* Work to be completed
Report every line below that has the string "ValidationMetrics" in it.

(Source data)
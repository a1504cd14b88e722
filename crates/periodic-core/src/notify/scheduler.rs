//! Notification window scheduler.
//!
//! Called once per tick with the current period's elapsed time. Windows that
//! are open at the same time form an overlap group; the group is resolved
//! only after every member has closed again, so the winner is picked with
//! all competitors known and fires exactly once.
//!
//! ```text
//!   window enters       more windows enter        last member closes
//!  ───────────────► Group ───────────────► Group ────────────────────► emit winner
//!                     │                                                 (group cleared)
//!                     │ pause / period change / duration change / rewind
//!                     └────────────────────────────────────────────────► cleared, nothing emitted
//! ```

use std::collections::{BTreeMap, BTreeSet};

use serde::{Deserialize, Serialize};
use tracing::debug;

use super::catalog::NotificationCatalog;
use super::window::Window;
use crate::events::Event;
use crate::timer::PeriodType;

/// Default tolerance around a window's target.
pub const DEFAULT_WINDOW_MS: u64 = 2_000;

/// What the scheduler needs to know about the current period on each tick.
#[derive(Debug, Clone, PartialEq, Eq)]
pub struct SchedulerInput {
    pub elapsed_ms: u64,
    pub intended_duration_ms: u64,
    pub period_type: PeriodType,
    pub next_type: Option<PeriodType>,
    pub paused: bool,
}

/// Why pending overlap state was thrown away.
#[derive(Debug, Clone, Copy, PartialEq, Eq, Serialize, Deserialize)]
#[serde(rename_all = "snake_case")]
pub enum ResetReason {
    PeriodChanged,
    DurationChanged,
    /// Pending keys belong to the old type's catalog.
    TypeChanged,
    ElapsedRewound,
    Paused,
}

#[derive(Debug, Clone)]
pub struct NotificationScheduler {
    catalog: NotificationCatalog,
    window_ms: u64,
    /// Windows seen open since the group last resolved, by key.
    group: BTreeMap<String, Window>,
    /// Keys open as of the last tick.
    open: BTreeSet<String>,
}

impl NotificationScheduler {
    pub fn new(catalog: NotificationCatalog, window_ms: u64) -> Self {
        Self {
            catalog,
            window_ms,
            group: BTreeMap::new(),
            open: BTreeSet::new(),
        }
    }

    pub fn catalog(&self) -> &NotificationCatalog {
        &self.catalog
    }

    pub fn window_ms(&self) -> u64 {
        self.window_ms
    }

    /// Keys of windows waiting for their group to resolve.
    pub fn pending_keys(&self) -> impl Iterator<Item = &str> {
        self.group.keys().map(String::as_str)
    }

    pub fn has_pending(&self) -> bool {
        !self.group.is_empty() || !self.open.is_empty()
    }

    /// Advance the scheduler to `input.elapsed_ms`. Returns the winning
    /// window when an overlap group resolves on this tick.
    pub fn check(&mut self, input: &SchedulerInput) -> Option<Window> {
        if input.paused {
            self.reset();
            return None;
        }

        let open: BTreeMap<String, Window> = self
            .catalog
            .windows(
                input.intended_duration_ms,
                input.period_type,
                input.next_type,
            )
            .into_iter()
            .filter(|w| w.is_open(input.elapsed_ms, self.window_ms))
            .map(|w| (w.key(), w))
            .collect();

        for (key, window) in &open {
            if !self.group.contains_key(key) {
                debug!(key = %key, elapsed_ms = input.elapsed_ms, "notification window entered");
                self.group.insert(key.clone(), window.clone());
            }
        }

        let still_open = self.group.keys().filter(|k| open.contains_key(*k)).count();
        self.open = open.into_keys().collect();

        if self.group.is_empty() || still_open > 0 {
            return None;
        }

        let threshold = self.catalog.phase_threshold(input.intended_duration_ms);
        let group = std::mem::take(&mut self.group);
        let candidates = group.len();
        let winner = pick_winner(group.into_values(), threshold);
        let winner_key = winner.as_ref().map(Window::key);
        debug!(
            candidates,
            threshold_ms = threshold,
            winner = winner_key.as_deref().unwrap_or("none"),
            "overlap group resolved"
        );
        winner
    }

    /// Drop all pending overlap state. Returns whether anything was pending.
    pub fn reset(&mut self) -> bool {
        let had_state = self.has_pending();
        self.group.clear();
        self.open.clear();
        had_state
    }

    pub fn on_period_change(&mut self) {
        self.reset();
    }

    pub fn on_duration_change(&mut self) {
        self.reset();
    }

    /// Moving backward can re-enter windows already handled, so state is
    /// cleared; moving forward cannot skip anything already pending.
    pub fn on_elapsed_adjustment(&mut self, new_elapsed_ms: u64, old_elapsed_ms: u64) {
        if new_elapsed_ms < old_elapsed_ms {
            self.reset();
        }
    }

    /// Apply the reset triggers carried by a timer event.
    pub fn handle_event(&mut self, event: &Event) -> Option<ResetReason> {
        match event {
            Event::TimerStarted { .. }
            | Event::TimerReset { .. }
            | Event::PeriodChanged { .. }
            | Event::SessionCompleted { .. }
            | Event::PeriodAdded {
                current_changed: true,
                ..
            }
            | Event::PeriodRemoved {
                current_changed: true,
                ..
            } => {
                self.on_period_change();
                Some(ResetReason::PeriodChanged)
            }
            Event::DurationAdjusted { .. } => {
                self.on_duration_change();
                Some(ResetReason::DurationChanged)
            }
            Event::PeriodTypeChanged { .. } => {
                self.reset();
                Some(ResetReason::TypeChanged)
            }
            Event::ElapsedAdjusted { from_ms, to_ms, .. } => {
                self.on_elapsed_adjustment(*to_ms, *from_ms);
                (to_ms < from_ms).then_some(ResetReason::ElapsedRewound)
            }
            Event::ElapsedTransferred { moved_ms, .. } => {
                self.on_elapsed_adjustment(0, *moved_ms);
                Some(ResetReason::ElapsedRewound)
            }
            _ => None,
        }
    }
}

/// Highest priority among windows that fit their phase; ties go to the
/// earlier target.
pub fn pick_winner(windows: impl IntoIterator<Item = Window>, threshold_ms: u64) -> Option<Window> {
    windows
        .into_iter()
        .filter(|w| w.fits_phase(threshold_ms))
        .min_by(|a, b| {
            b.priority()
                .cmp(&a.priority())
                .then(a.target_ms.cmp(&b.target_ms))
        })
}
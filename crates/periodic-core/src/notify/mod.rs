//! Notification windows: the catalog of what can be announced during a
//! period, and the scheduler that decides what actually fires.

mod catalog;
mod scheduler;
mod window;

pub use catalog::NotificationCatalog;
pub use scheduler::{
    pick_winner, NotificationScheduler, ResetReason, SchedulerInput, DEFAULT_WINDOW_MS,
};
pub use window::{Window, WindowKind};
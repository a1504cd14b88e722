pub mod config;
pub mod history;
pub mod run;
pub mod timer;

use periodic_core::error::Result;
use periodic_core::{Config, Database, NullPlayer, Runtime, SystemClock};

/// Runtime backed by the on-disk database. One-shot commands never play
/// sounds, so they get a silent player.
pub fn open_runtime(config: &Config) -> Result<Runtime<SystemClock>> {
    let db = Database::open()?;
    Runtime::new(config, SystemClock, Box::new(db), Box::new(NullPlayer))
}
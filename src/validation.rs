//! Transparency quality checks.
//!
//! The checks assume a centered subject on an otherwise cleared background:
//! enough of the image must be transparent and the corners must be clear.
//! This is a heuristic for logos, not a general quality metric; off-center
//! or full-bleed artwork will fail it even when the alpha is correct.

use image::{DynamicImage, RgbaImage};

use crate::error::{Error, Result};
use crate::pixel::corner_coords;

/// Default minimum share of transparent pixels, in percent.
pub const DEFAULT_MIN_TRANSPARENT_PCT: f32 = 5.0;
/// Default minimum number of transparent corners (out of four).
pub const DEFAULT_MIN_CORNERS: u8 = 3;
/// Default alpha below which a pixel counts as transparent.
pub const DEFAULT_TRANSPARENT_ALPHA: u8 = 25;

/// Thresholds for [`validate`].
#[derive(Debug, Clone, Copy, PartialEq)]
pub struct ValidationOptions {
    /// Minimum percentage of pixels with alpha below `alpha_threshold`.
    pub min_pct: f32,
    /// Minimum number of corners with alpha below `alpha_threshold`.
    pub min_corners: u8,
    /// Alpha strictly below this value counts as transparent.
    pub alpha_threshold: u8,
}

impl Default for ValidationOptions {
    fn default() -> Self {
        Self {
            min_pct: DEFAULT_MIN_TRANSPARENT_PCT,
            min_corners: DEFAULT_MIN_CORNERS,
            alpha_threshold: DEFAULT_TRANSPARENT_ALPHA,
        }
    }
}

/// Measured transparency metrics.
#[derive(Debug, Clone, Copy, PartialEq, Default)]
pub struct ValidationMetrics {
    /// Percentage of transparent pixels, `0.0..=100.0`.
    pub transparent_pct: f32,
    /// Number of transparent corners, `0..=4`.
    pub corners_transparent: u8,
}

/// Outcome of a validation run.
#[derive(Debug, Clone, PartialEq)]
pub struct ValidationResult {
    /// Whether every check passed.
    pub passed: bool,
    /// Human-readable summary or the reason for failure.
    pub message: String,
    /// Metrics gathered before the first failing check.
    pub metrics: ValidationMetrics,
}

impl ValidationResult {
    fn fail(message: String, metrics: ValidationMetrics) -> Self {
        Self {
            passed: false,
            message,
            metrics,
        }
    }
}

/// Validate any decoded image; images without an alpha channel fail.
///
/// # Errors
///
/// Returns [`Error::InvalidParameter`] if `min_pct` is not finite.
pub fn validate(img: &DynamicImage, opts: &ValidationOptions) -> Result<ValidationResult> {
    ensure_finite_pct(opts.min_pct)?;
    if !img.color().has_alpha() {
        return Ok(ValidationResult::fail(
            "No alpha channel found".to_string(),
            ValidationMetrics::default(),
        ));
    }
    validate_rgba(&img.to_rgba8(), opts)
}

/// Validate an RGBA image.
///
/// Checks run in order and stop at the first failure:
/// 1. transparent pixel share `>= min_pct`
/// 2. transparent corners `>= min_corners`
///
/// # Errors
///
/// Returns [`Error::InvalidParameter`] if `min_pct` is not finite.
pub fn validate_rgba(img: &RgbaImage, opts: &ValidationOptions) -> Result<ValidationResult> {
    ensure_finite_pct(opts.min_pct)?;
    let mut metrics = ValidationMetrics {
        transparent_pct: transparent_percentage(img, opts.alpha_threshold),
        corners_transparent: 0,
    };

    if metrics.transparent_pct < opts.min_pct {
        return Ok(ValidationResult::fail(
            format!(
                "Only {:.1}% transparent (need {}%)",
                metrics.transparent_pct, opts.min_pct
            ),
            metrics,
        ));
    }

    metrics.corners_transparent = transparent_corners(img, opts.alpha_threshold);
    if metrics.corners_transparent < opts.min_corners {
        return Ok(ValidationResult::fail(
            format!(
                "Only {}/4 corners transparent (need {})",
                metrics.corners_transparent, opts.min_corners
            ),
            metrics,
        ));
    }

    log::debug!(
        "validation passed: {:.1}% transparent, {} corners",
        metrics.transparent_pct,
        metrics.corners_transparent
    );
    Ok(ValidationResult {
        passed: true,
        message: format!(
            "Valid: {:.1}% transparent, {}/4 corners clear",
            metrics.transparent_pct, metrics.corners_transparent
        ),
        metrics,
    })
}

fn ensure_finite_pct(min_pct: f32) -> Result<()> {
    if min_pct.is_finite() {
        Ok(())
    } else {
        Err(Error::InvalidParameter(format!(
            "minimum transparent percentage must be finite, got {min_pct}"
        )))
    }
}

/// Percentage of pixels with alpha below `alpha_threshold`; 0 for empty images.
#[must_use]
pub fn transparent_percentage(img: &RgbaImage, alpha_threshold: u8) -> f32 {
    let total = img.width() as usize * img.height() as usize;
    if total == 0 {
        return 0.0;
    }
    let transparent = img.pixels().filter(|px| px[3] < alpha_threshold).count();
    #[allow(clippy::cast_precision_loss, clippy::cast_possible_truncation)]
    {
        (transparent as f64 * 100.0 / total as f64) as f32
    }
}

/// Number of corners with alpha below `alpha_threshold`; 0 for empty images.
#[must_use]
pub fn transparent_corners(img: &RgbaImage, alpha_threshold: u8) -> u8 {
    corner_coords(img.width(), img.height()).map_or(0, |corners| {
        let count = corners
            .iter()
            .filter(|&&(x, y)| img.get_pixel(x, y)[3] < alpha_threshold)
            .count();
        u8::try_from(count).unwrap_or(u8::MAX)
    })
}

* Worked solution
pub struct ValidationMetrics {
    pub metrics: ValidationMetrics,
    fn fail(message: String, metrics: ValidationMetrics) -> Self {
            ValidationMetrics::default(),
    let mut metrics = ValidationMetrics {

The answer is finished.